▼

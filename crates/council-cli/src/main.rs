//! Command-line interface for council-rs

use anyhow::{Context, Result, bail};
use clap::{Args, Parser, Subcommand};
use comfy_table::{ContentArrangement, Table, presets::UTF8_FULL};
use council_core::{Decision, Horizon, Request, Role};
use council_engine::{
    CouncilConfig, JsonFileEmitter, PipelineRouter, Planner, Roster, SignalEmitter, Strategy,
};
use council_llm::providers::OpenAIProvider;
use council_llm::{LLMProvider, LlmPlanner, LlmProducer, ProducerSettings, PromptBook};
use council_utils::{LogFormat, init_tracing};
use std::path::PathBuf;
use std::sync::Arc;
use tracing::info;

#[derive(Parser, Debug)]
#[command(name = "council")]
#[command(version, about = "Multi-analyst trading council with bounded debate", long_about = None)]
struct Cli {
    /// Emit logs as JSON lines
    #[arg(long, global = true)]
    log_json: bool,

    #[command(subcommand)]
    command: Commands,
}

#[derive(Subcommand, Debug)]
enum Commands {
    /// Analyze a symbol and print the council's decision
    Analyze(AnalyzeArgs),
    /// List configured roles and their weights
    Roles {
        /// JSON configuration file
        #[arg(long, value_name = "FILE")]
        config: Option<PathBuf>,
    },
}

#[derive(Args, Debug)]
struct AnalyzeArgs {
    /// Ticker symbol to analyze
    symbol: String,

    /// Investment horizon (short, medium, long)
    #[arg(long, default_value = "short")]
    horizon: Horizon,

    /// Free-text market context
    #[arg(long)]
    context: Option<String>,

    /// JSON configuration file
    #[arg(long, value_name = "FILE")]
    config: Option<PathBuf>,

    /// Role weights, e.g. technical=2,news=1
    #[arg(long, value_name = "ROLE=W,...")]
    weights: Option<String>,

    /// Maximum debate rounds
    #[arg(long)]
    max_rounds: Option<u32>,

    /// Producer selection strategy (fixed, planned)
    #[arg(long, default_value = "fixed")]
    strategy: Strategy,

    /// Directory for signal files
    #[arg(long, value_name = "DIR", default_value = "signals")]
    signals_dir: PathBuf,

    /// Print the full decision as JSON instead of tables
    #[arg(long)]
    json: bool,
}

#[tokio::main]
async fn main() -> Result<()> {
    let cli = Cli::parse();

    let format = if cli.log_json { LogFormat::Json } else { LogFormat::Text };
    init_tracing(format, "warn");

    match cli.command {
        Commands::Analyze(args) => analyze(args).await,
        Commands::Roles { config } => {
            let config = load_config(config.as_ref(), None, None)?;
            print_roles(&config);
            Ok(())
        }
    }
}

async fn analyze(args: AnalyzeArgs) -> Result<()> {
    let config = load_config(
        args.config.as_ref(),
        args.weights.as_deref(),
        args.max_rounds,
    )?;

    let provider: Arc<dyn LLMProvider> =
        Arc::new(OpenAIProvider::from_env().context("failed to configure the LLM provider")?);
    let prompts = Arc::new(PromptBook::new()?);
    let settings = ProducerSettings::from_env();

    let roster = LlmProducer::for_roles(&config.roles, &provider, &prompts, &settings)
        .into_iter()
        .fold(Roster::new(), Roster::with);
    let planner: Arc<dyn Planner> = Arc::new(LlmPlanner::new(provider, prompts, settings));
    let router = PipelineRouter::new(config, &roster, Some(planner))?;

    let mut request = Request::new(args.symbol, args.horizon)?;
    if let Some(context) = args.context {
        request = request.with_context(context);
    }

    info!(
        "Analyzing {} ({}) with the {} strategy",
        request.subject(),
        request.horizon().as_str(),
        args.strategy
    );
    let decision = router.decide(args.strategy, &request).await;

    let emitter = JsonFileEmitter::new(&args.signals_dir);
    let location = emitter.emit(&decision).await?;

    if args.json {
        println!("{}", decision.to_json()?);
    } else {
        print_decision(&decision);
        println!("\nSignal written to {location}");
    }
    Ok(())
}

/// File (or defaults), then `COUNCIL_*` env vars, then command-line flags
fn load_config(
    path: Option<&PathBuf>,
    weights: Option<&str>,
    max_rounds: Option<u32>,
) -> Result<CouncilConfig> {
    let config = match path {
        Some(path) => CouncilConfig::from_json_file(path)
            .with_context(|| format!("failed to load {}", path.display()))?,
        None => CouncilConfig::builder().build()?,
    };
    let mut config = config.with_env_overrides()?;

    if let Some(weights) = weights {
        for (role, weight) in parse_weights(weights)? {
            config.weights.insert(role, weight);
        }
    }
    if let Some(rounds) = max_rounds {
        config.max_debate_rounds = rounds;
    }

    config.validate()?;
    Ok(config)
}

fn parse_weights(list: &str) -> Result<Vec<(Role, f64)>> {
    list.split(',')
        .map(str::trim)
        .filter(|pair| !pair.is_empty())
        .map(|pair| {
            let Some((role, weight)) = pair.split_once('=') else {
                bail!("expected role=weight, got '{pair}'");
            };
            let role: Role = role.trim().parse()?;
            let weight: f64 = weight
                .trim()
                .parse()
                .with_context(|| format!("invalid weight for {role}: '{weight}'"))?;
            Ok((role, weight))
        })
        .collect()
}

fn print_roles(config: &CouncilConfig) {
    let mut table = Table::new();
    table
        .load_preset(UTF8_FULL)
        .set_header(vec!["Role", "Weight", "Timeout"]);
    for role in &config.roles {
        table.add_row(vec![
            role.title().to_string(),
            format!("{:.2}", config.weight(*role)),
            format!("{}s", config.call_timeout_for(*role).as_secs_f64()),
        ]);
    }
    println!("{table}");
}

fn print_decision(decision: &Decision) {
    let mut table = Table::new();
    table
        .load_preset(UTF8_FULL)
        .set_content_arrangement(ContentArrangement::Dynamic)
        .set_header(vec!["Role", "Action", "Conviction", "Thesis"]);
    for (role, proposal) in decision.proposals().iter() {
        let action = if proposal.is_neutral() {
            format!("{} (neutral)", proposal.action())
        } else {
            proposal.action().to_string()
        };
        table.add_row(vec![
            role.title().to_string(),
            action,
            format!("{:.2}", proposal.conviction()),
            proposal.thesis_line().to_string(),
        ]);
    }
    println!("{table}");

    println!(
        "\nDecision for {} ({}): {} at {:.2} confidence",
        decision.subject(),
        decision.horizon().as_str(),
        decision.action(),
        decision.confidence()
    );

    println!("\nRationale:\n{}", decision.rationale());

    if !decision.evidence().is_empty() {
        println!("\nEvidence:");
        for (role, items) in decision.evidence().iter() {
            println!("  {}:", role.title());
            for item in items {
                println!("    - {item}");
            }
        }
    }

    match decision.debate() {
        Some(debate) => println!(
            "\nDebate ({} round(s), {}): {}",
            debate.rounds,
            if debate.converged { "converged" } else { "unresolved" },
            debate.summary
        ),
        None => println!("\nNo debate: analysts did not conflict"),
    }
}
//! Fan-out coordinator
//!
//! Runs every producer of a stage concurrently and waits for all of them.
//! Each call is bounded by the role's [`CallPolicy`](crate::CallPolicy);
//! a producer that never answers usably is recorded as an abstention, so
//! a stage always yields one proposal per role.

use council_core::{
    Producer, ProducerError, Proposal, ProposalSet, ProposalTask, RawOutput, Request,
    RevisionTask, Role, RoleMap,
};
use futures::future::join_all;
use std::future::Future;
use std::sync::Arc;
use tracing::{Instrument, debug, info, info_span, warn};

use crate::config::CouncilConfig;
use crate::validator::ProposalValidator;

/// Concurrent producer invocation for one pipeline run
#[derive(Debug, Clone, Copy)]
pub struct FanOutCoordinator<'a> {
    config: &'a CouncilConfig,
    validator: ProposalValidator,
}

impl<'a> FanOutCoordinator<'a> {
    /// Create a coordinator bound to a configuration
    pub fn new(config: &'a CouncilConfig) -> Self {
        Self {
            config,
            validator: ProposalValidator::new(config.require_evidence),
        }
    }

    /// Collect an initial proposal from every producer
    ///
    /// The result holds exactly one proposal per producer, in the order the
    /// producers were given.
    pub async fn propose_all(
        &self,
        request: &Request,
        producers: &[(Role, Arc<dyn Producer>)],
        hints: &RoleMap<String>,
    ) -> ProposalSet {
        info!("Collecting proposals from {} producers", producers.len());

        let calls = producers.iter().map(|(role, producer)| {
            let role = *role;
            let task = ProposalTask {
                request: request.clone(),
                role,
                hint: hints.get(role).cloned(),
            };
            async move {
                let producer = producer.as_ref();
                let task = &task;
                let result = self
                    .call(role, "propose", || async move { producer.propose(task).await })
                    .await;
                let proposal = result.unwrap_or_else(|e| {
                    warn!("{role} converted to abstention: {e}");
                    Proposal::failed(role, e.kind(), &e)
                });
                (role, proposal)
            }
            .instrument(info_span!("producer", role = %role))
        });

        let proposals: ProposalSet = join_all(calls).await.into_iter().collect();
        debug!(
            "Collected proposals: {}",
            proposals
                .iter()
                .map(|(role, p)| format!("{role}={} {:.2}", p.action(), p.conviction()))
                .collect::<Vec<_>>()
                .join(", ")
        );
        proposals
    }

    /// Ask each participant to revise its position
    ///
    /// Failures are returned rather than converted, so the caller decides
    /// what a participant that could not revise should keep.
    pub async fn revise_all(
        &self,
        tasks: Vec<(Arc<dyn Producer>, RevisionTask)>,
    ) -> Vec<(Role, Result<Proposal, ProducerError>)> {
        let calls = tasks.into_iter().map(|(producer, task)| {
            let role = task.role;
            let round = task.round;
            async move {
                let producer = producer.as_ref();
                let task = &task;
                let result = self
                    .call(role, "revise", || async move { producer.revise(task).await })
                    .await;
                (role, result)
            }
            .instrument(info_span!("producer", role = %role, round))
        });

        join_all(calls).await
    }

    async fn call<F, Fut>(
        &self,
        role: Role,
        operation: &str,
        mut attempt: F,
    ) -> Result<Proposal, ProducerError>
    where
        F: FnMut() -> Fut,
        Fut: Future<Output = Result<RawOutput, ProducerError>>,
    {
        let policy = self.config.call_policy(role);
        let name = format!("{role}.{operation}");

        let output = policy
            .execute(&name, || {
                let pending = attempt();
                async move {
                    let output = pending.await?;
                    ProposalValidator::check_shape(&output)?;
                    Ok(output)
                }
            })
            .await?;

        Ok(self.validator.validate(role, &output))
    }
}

▲

# [ASSIGNED TASK]
Look for the word "symbol" in every line of the listing and copy the lines that have it.

# [SOLUTION TO THE PROBLEM]
    /// Analyze a symbol and print the council's decision
    /// Ticker symbol to analyze
    symbol: String,
    let mut request = Request::new(args.symbol, args.horizon)?;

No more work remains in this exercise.